_How to complete this task_
Your output must match the records below character for character.

_Collected data entries_
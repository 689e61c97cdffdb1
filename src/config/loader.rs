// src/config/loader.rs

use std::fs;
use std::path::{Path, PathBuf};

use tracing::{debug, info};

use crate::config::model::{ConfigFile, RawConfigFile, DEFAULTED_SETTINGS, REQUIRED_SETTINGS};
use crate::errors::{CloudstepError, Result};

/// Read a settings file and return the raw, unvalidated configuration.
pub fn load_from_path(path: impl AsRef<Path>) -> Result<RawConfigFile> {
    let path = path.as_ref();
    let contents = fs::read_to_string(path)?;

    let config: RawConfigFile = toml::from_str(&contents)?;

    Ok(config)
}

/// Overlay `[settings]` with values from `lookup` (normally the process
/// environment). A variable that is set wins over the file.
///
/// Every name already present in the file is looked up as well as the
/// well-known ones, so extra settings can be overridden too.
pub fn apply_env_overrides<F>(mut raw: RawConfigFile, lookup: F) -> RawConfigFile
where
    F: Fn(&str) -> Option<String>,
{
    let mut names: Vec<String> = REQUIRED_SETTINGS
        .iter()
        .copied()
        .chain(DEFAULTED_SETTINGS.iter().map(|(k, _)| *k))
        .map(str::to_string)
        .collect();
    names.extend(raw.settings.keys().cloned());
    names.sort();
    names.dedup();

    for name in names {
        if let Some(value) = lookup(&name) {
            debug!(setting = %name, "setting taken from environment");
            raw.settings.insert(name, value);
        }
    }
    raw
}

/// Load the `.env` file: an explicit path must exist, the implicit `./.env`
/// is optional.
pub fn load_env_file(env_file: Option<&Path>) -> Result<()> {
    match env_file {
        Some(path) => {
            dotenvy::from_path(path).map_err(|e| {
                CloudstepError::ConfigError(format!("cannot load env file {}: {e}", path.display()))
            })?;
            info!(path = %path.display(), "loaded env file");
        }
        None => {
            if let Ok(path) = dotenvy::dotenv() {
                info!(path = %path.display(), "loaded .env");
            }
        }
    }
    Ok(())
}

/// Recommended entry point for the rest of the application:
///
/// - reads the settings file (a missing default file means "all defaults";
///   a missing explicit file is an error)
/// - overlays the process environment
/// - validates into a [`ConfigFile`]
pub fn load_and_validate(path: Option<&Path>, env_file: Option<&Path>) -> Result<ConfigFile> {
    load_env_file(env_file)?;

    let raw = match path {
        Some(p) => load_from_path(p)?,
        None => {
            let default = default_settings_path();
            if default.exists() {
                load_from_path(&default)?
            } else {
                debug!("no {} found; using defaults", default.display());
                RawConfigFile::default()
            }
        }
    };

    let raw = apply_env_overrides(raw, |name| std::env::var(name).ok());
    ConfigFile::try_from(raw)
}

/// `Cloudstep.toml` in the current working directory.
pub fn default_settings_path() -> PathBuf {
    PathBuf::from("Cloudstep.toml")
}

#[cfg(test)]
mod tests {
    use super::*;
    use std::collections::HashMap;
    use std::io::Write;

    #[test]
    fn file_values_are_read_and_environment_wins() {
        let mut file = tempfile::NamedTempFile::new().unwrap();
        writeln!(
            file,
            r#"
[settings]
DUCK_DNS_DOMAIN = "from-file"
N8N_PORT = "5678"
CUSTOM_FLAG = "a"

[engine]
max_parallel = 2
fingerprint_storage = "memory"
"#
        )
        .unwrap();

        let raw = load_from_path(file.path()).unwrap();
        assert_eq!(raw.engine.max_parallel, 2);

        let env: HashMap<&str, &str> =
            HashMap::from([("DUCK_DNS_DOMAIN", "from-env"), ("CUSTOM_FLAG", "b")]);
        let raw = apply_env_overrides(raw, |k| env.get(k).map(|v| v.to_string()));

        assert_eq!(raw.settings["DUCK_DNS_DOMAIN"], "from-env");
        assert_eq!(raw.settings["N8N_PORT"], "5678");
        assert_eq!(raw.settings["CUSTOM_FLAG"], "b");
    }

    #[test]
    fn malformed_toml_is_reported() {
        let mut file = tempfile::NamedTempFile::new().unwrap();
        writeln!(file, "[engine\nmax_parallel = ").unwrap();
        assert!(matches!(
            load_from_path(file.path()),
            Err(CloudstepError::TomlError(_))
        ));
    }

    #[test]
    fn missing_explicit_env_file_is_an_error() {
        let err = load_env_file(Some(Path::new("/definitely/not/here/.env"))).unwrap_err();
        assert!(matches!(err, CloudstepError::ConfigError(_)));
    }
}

_Task response_
repository 689e61c97cdffdb1
filename src/config/loader.rs
// src/config/loader.rs

use std::fs;
use std::path::{Path, PathBuf};

use tracing::{debug, info};

use crate::config::model::{ConfigFile, RawConfigFile, DEFAULTED_SETTINGS, REQUIRED_SETTINGS};
use crate::errors::{CloudstepError, Result};

/// Read a settings file and return the raw, unvalidated configuration.
pub fn load_from_path(path: impl AsRef<Path>) -> Result<RawConfigFile> {
    let path = path.as_ref();
    let contents = fs::read_to_string(path)?;

    let config: RawConfigFile = toml::from_str(&contents)?;

    Ok(config)
}

/// Overlay `[settings]` with values from `lookup` (normally the process
/// environment). A variable that is set wins over the file.
///
/// Every name already present in the file is looked up as well as the
/// well-known ones, so extra settings can be overridden too.
pub fn apply_env_overrides<F>(mut raw: RawConfigFile, lookup: F) -> RawConfigFile
where
    F: Fn(&str) -> Option<String>,
{
    let mut names: Vec<String> = REQUIRED_SETTINGS
        .iter()
        .copied()
        .chain(DEFAULTED_SETTINGS.iter().map(|(k, _)| *k))
        .map(str::to_string)
        .collect();
    names.extend(raw.settings.keys().cloned());
    names.sort();
    names.dedup();

    for name in names {
        if let Some(value) = lookup(&name) {
            debug!(setting = %name, "setting taken from environment");
            raw.settings.insert(name, value);
        }
    }
    raw
}

/// Load the `.env` file: an explicit path must exist, the implicit `./.env`
/// is optional.
pub fn load_env_file(env_file: Option<&Path>) -> Result<()> {
    match env_file {
        Some(path) => {
            dotenvy::from_path(path).map_err(|e| {
                CloudstepError::ConfigError(format!("cannot load env file {}: {e}", path.display()))
            })?;
            info!(path = %path.display(), "loaded env file");
        }
        None => {
            if let Ok(path) = dotenvy::dotenv() {
                info!(path = %path.display(), "loaded .env");
            }
        }
    }
    Ok(())
}

/// Recommended entry point for the rest of the application:
///
/// - reads the settings file (a missing default file means "all defaults";
///   a missing explicit file is an error)
/// - overlays the process environment
/// - validates into a [`ConfigFile`]
pub fn load_and_validate(path: Option<&Path>, env_file: Option<&Path>) -> Result<ConfigFile> {
    load_env_file(env_file)?;

    let raw = match path {
        Some(p) => load_from_path(p)?,
        None => {
            let default = default_settings_path();
            if default.exists() {
                load_from_path(&default)?
            } else {
                debug!("no {} found; using defaults", default.display());
                RawConfigFile::default()
            }
        }
    };

    let raw = apply_env_overrides(raw, |name| std::env::var(name).ok());
    ConfigFile::try_from(raw)
}

/// `Cloudstep.toml` in the current working directory.
pub fn default_settings_path() -> PathBuf {
    PathBuf::from("Cloudstep.toml")
}

#[cfg(test)]
mod tests {
    use super::*;
    use std::collections::HashMap;
    use std::io::Write;

    #[test]
    fn file_values_are_read_and_environment_wins() {
        let mut file = tempfile::NamedTempFile::new().unwrap();
        writeln!(
            file,
            r#"
[settings]
DUCK_DNS_DOMAIN = "from-file"
N8N_PORT = "5678"
CUSTOM_FLAG = "a"

[engine]
max_parallel = 2
fingerprint_storage = "memory"
"#
        )
        .unwrap();

        let raw = load_from_path(file.path()).unwrap();
        assert_eq!(raw.engine.max_parallel, 2);

        let env: HashMap<&str, &str> =
            HashMap::from([("DUCK_DNS_DOMAIN", "from-env"), ("CUSTOM_FLAG", "b")]);
        let raw = apply_env_overrides(raw, |k| env.get(k).map(|v| v.to_string()));

        assert_eq!(raw.settings["DUCK_DNS_DOMAIN"], "from-env");
        assert_eq!(raw.settings["N8N_PORT"], "5678");
        assert_eq!(raw.settings["CUSTOM_FLAG"], "b");
    }

    #[test]
    fn malformed_toml_is_reported() {
        let mut file = tempfile::NamedTempFile::new().unwrap();
        writeln!(file, "[engine\nmax_parallel = ").unwrap();
        assert!(matches!(
            load_from_path(file.path()),
            Err(CloudstepError::TomlError(_))
        ));
    }

    #[test]
    fn missing_explicit_env_file_is_an_error() {
        let err = load_env_file(Some(Path::new("/definitely/not/here/.env"))).unwrap_err();
        assert!(matches!(err, CloudstepError::ConfigError(_)));
    }
}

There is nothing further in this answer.